* [What you have to do]: Every line in the records below between the one holding "assert_eq!(reply, Position::TopRight); //" and the one holding "session.reset();", inclusive, is to be set down exactly; all other lines are to be left out.

(Data extracts Opens)

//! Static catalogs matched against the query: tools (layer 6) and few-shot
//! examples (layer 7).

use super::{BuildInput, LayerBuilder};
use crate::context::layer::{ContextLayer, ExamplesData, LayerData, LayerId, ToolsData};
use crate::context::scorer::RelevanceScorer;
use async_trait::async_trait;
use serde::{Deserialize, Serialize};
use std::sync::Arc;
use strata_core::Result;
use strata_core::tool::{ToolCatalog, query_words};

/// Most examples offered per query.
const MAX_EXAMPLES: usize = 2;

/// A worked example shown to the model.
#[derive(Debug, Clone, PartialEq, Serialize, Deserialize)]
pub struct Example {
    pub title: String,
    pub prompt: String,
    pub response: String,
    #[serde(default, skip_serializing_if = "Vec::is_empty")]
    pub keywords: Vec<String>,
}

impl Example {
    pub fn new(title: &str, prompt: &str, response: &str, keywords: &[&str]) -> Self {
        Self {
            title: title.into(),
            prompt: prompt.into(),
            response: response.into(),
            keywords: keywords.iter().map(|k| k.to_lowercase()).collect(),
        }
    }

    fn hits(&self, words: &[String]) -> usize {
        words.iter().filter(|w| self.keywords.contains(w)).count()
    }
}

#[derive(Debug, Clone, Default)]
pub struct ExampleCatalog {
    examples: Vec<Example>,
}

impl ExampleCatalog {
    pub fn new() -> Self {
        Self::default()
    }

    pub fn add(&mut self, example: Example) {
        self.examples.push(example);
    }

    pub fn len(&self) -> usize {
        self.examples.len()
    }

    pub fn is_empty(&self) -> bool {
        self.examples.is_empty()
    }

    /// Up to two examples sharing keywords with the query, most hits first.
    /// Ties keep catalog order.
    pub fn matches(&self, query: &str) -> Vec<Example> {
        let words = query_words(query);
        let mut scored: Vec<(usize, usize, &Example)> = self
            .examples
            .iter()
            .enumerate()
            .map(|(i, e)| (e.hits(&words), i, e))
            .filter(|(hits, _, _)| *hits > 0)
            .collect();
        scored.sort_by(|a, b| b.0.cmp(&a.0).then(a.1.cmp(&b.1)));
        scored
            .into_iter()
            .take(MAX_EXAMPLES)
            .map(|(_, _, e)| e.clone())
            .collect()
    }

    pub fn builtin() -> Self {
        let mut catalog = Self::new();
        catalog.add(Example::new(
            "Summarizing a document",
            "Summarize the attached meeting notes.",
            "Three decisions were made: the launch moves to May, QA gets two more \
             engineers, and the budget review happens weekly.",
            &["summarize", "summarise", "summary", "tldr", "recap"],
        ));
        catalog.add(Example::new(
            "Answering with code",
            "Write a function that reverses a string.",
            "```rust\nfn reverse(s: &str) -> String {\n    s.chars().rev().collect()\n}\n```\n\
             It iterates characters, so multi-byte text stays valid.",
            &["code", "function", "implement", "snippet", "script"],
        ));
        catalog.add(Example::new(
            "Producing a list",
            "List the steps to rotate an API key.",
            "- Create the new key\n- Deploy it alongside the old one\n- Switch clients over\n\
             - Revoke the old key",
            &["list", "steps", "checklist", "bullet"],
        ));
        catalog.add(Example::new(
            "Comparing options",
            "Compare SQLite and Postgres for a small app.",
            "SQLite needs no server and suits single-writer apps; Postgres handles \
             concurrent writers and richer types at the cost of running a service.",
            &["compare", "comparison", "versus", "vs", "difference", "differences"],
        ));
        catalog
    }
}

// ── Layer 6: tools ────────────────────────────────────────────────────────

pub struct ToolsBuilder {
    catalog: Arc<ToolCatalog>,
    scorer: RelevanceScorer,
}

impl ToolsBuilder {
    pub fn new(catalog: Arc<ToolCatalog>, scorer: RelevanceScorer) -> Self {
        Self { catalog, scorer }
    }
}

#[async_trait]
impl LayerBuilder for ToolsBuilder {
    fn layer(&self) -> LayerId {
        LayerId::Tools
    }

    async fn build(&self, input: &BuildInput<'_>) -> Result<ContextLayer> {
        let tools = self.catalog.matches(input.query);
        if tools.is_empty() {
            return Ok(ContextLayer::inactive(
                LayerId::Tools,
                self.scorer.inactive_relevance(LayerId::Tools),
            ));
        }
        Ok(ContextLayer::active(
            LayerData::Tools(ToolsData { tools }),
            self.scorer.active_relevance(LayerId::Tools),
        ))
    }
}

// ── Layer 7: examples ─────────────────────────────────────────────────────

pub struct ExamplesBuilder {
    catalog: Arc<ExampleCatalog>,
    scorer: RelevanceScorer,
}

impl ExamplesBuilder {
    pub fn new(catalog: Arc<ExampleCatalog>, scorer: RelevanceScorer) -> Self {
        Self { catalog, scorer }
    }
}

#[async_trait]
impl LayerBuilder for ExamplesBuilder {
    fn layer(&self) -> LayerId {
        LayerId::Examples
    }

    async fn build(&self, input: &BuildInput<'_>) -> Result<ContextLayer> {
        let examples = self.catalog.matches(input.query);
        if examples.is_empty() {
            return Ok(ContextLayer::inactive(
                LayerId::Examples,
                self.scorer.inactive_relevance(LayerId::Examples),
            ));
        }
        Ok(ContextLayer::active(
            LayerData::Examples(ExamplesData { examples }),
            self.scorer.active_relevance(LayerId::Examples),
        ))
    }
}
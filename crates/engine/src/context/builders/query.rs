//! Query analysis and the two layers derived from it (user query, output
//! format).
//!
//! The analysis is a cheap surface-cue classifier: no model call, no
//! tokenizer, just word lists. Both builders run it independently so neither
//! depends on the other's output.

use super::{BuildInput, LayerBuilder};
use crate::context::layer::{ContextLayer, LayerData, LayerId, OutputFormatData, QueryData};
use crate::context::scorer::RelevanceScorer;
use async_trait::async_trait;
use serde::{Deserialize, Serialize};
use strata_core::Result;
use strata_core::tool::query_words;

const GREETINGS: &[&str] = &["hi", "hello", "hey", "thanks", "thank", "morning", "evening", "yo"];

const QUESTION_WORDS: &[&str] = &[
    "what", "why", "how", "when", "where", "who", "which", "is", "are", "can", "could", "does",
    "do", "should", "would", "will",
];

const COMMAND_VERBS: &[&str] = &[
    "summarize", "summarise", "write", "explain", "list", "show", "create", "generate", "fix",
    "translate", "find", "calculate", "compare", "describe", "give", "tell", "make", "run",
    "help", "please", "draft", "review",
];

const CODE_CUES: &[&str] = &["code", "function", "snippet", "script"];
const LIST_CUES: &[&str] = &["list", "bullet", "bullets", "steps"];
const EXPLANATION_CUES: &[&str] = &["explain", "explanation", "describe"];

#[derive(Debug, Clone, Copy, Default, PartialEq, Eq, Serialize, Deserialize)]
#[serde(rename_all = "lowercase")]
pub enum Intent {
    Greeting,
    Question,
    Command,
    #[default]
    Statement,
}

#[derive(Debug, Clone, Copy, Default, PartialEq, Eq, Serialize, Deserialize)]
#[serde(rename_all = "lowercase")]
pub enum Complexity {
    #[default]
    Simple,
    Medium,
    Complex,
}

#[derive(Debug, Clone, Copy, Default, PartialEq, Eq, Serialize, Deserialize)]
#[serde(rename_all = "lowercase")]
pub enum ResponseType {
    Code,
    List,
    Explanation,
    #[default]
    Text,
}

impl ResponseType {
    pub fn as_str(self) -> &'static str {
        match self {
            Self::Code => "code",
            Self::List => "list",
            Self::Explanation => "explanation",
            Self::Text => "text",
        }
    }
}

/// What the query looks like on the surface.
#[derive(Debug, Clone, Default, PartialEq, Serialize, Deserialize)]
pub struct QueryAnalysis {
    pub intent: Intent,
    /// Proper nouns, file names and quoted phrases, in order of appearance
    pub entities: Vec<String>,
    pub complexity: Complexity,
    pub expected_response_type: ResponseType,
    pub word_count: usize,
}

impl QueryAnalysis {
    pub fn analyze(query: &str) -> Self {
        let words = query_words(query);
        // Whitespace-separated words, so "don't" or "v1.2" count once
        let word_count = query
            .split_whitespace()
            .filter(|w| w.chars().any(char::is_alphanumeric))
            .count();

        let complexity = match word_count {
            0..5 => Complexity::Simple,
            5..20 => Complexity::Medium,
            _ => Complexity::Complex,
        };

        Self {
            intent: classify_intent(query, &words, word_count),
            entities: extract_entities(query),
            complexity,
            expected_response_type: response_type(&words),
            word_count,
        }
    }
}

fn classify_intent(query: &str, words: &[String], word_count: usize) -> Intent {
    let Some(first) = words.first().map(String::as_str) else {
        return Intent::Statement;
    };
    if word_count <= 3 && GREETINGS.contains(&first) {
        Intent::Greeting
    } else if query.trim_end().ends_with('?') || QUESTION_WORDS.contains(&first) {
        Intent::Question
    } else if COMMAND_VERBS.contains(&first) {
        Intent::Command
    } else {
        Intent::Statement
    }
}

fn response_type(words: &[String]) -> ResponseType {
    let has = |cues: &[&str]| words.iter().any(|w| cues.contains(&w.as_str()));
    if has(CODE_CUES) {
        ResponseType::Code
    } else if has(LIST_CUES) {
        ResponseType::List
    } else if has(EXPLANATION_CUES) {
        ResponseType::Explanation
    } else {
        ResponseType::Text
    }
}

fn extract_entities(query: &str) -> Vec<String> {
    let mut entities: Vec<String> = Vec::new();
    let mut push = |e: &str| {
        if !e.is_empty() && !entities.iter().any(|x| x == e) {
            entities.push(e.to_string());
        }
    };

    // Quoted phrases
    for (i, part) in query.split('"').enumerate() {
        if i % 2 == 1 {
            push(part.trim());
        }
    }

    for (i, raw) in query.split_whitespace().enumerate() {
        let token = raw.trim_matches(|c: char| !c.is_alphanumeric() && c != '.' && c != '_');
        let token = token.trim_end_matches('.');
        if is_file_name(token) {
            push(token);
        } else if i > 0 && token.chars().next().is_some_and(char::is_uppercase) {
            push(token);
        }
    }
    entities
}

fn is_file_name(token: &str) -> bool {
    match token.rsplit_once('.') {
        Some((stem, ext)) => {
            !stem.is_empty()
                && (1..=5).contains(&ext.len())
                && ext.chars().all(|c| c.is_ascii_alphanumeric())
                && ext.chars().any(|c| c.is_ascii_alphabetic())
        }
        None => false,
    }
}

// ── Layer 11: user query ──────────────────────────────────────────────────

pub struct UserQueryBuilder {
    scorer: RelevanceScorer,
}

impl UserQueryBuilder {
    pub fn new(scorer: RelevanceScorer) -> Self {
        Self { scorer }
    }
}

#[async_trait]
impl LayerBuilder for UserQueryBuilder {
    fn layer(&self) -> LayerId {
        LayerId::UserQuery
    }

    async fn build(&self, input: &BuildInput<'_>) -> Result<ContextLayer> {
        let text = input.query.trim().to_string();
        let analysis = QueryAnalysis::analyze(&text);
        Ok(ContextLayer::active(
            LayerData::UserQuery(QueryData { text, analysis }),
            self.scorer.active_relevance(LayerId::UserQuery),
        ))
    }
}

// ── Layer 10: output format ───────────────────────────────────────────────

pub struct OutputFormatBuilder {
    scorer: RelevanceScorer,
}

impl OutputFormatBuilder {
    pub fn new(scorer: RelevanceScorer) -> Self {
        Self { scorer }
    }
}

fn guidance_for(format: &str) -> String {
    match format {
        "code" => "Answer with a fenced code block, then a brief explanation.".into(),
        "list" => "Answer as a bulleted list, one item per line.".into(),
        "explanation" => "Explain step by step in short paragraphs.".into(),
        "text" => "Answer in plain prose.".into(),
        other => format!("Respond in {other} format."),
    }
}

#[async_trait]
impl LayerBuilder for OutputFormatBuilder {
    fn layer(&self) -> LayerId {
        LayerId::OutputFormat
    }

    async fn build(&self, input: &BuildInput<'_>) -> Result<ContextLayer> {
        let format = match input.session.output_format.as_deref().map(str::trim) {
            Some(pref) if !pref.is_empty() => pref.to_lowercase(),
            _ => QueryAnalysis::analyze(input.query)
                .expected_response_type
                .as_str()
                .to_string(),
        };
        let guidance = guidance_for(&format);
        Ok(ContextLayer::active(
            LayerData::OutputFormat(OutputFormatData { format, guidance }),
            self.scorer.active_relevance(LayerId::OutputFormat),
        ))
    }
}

(Data extracts Closes)
(Data extracts Opens)

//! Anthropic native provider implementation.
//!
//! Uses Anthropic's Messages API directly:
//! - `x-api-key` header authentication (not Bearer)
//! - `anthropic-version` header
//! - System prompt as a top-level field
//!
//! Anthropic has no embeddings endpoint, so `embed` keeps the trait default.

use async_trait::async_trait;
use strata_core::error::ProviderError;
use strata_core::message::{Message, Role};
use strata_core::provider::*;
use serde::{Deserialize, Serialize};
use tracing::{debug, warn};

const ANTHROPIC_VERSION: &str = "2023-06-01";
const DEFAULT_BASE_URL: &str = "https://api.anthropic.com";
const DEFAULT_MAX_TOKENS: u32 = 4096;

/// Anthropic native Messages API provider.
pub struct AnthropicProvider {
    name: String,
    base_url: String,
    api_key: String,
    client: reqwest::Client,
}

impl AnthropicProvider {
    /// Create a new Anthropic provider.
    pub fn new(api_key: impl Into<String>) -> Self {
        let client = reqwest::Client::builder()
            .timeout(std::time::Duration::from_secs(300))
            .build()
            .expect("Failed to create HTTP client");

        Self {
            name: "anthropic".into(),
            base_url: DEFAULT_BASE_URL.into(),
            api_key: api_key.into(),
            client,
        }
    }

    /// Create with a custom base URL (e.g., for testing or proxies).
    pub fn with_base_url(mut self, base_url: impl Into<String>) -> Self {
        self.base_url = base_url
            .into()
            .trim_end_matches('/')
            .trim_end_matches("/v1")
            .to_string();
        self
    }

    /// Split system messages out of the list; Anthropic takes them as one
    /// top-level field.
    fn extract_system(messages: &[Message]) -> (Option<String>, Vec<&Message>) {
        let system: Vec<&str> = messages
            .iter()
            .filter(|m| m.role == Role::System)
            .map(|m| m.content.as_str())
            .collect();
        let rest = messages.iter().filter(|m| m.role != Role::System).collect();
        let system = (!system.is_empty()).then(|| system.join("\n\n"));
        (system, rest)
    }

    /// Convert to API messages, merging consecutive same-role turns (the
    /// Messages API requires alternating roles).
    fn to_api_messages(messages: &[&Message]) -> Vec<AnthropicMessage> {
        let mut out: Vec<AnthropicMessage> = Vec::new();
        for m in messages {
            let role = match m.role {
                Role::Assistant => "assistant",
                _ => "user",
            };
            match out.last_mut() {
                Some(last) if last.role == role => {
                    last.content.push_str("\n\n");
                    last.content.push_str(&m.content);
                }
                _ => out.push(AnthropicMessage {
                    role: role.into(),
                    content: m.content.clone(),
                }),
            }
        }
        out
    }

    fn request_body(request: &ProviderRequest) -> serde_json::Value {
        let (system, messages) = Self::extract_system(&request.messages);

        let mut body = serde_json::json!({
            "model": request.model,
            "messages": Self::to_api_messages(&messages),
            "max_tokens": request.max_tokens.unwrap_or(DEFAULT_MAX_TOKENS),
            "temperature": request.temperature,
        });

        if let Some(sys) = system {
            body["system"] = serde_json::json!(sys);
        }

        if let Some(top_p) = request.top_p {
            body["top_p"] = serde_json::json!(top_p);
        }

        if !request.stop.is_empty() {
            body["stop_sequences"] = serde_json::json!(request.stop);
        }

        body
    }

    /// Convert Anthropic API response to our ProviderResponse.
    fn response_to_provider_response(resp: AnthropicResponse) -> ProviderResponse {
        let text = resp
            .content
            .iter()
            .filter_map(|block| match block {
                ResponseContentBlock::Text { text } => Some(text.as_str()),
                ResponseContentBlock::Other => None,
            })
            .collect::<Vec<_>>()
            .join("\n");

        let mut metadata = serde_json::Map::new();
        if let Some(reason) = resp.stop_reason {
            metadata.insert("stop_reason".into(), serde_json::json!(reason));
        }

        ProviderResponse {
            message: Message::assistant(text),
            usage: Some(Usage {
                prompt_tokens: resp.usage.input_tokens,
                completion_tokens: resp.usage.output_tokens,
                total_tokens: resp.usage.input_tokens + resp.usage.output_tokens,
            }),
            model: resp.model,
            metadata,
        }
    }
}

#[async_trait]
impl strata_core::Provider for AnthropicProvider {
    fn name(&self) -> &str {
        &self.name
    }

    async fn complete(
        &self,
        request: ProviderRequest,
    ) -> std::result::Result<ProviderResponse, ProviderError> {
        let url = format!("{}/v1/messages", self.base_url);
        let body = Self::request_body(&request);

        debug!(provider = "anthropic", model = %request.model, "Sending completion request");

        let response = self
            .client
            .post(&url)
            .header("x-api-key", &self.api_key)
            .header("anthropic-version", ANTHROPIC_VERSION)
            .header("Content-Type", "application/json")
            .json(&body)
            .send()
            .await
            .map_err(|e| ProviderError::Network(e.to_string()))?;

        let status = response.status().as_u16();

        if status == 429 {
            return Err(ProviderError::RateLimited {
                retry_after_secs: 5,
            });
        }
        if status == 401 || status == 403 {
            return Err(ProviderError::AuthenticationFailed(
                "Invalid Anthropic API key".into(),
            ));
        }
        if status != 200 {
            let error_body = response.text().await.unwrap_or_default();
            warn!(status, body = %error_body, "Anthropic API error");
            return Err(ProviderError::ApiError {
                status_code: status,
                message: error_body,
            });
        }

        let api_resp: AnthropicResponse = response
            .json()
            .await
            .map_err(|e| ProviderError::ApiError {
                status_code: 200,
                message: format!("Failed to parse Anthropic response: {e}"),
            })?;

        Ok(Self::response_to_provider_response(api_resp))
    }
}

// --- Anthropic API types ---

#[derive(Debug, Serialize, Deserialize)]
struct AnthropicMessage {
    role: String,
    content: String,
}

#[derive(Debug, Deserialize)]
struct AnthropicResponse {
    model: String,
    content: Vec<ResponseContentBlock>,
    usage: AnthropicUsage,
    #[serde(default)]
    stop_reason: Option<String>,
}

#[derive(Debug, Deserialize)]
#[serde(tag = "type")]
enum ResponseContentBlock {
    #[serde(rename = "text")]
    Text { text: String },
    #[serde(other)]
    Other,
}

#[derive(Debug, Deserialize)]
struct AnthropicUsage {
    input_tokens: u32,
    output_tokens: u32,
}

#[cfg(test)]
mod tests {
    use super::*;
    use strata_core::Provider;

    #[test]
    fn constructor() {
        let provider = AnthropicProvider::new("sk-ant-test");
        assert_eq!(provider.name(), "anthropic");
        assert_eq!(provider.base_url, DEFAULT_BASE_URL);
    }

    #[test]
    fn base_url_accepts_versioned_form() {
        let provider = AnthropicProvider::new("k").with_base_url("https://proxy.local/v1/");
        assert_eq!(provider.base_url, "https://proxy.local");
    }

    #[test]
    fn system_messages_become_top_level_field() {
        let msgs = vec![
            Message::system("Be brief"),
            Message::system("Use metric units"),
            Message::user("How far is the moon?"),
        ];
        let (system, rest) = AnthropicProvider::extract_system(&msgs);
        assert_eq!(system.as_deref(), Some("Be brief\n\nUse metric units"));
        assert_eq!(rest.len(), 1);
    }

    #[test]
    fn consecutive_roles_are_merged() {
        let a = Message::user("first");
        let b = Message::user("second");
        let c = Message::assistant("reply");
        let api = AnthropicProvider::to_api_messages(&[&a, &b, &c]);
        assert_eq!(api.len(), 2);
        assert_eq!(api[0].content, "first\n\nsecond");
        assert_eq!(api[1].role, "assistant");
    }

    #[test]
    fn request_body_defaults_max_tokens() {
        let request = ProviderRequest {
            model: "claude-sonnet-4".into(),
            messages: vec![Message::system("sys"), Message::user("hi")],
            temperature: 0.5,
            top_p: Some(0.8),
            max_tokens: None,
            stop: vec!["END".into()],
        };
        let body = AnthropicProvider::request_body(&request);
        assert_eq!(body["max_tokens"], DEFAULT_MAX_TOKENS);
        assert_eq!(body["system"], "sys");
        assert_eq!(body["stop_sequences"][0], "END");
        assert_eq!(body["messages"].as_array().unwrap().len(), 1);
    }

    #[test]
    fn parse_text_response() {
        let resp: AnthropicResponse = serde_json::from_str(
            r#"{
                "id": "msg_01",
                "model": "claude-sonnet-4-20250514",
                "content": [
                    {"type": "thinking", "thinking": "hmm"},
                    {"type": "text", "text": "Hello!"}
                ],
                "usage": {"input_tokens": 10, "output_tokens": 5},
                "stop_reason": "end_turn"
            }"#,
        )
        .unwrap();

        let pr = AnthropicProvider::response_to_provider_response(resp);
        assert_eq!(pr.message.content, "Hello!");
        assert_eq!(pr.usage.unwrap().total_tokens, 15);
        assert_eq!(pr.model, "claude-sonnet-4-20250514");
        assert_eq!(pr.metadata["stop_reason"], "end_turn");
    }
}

(Data extracts Closes)
(Data extracts Opens)

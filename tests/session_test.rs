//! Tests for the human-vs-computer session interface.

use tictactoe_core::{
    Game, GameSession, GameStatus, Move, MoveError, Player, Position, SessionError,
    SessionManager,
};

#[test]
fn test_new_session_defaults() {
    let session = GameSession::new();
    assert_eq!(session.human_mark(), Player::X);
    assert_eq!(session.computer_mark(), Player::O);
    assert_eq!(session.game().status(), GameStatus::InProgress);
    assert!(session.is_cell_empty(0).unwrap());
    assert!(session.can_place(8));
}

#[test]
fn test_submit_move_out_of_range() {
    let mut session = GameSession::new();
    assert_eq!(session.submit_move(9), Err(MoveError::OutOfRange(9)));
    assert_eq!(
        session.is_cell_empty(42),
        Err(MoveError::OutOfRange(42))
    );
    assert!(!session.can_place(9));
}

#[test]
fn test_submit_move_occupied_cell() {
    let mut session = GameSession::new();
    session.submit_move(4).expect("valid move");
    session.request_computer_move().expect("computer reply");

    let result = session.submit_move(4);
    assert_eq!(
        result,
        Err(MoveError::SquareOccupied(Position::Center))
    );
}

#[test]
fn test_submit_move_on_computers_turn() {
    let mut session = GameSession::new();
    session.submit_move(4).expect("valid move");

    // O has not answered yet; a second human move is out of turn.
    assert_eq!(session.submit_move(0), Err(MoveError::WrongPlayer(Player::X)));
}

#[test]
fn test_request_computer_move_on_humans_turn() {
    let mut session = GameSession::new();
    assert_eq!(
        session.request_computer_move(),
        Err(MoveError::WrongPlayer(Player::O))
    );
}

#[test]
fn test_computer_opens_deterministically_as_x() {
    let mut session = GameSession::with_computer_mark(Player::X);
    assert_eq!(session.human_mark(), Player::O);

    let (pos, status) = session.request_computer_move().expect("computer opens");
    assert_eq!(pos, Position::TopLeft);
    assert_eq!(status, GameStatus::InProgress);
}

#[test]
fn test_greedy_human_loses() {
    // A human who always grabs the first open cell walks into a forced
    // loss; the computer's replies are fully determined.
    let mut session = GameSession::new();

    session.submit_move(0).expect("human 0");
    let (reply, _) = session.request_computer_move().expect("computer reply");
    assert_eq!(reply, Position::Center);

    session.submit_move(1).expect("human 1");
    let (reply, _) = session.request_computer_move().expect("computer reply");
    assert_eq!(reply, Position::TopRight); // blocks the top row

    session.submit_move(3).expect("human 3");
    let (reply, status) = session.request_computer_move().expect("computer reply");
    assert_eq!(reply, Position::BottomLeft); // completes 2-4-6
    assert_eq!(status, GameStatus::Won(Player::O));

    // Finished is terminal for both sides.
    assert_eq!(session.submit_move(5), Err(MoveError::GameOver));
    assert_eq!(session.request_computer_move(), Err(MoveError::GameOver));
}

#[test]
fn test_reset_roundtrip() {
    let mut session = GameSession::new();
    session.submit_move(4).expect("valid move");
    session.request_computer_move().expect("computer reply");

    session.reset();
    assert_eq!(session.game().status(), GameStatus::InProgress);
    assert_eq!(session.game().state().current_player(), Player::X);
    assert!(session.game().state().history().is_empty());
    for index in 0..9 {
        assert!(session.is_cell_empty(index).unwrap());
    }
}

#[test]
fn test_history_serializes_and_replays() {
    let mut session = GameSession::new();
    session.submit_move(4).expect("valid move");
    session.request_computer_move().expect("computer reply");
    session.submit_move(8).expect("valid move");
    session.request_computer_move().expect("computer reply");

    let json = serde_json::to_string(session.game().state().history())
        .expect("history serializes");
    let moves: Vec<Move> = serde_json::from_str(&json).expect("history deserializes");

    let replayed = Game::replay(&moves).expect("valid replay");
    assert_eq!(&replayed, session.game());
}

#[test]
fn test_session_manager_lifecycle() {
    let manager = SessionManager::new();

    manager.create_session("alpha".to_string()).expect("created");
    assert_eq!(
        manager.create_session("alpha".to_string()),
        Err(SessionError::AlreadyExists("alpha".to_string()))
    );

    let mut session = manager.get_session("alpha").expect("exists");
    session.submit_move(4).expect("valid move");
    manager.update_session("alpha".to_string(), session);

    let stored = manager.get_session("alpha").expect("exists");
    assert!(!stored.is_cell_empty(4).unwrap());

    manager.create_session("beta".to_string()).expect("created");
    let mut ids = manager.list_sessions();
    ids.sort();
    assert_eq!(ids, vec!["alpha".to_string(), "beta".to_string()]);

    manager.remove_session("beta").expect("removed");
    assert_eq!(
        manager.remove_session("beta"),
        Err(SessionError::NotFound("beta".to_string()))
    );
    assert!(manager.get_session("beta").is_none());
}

(Data extracts Closes)

* [Output]:
    assert_eq!(reply, Position::TopRight); // blocks the top row

    session.submit_move(3).expect("human 3");
    let (reply, status) = session.request_computer_move().expect("computer reply");
    assert_eq!(reply, Position::BottomLeft); // completes 2-4-6
    assert_eq!(status, GameStatus::Won(Player::O));

    // Finished is terminal for both sides.
    assert_eq!(session.submit_move(5), Err(MoveError::GameOver));
    assert_eq!(session.request_computer_move(), Err(MoveError::GameOver));
}

#[test]
fn test_reset_roundtrip() {
    let mut session = GameSession::new();
    session.submit_move(4).expect("valid move");
    session.request_computer_move().expect("computer reply");

    session.reset();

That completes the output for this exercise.